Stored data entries
_ _ _ _ _ _ _

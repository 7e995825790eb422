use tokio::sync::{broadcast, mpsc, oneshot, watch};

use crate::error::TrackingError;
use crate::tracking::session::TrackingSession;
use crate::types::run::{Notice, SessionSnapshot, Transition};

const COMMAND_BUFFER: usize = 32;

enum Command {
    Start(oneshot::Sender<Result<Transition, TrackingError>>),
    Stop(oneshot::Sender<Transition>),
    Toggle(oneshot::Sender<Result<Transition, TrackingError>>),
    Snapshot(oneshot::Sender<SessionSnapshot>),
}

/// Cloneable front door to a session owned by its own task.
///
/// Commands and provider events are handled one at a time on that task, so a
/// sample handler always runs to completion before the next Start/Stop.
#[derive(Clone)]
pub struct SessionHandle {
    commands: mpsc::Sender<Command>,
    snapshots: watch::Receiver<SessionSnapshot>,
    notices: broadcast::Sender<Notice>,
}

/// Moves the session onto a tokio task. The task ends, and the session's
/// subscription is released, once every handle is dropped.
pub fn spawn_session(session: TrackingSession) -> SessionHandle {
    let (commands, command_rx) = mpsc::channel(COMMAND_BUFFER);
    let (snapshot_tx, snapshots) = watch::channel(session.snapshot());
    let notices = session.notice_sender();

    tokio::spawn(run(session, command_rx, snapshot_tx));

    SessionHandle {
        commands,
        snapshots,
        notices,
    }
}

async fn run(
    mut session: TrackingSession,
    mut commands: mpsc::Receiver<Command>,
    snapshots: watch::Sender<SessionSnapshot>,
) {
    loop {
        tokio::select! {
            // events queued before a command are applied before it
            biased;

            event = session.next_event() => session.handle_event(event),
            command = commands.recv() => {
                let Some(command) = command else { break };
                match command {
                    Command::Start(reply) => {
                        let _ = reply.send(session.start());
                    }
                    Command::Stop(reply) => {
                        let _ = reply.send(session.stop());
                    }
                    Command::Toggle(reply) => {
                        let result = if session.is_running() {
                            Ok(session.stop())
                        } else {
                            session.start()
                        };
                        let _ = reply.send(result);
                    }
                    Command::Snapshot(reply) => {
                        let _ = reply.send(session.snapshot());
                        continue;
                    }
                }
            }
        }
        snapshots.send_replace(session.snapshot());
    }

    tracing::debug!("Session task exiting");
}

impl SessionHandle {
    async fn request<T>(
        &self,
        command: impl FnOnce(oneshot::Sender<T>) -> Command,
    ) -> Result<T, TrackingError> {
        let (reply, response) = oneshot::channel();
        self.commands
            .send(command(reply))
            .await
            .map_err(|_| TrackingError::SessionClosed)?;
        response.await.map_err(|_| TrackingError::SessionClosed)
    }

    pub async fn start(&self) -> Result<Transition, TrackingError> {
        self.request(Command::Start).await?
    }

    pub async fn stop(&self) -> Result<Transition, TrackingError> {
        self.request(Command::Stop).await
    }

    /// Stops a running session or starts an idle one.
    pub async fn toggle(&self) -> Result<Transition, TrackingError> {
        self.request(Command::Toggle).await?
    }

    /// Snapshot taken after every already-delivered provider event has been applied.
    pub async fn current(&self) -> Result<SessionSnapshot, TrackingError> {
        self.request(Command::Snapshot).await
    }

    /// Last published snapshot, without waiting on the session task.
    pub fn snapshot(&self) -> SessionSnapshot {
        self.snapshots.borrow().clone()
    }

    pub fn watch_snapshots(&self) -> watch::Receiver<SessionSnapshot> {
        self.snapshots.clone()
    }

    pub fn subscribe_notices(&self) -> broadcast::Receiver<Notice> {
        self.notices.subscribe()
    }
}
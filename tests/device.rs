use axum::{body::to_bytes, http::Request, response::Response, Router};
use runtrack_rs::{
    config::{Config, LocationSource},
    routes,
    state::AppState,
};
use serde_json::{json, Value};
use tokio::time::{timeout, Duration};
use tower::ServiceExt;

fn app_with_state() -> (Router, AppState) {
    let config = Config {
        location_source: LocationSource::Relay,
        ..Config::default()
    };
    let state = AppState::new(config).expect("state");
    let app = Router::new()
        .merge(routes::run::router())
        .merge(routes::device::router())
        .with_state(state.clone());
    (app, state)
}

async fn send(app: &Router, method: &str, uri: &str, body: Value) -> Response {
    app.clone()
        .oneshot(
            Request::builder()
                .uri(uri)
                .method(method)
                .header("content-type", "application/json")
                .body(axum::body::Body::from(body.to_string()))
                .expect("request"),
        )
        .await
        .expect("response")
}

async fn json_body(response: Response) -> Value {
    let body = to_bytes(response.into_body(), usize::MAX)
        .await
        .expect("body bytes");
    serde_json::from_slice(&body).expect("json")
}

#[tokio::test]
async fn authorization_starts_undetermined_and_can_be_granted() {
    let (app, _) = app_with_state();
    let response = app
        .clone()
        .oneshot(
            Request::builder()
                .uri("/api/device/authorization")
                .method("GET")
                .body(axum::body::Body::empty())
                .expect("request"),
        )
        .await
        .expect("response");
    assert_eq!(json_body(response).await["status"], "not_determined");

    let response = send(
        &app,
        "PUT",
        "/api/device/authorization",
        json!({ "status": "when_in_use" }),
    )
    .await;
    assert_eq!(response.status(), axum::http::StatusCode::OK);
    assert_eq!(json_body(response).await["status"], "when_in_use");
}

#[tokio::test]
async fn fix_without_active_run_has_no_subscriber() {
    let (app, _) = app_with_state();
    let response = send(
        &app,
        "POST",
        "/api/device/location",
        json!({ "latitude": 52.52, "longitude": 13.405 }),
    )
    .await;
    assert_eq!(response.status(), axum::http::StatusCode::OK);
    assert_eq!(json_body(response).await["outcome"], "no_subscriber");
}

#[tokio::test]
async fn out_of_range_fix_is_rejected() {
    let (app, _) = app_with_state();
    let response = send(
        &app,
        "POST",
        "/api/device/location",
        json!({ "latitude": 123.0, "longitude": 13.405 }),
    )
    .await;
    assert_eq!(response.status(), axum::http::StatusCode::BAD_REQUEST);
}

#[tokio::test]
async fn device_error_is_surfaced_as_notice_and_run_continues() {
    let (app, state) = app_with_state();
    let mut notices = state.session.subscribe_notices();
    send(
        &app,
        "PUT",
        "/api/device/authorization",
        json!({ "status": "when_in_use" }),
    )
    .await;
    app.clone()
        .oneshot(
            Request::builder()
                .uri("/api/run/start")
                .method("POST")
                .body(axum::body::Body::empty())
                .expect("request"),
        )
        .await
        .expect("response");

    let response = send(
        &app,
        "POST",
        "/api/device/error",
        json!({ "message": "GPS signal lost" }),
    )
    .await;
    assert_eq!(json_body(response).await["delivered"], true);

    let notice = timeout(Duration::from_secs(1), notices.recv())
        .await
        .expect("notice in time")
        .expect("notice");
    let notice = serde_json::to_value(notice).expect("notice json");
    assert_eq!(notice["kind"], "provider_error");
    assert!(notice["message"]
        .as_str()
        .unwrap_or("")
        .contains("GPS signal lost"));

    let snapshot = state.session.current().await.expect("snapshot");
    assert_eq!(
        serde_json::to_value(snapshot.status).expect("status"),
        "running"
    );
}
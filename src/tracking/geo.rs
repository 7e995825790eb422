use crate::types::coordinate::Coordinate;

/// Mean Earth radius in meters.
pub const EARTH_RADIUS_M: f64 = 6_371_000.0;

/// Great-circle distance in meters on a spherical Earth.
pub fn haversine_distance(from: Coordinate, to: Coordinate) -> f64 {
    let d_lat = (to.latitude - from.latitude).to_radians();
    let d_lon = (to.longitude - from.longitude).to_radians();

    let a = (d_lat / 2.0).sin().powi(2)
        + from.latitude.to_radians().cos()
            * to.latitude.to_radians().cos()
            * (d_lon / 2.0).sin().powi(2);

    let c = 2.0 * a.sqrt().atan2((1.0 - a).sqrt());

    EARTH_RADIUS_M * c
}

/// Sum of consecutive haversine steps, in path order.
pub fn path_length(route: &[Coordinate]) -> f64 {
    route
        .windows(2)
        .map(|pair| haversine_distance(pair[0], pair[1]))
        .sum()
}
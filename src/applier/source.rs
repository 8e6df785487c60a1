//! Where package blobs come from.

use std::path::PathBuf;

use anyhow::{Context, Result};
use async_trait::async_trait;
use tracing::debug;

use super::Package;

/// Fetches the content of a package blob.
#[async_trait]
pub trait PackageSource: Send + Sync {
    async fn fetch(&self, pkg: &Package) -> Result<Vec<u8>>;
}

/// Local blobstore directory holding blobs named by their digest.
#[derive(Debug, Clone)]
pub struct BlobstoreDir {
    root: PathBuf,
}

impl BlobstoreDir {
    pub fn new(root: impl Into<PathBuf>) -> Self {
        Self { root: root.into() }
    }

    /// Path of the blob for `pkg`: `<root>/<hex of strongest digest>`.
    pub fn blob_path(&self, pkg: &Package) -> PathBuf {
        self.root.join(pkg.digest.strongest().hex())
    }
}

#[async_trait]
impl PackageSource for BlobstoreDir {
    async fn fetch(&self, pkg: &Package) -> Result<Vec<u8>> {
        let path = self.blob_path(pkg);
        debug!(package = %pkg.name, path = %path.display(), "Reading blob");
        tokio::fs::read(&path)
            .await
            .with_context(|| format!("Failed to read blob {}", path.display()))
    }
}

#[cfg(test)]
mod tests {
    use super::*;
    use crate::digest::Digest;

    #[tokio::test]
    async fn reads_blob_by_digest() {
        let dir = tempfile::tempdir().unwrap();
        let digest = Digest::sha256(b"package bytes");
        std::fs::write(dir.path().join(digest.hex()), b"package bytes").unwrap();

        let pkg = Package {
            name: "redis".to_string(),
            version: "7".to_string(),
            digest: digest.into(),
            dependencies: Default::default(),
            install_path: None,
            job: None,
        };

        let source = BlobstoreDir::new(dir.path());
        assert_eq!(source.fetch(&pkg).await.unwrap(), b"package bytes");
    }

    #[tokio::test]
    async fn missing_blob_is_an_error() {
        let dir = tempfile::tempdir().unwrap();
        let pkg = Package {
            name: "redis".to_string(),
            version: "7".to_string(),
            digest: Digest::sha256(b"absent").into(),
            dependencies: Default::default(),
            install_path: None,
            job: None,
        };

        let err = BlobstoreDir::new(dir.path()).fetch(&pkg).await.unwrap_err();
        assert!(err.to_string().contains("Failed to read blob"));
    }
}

_ _ _ _ _ _ _

Your objective: Write out every line from the data above that includes "axum".

Task response:
use axum::{body::to_bytes, http::Request, response::Response, Router};
                .body(axum::body::Body::from(body.to_string()))
                .body(axum::body::Body::empty())
    assert_eq!(response.status(), axum::http::StatusCode::OK);
    assert_eq!(response.status(), axum::http::StatusCode::OK);
    assert_eq!(response.status(), axum::http::StatusCode::BAD_REQUEST);
                .body(axum::body::Body::empty())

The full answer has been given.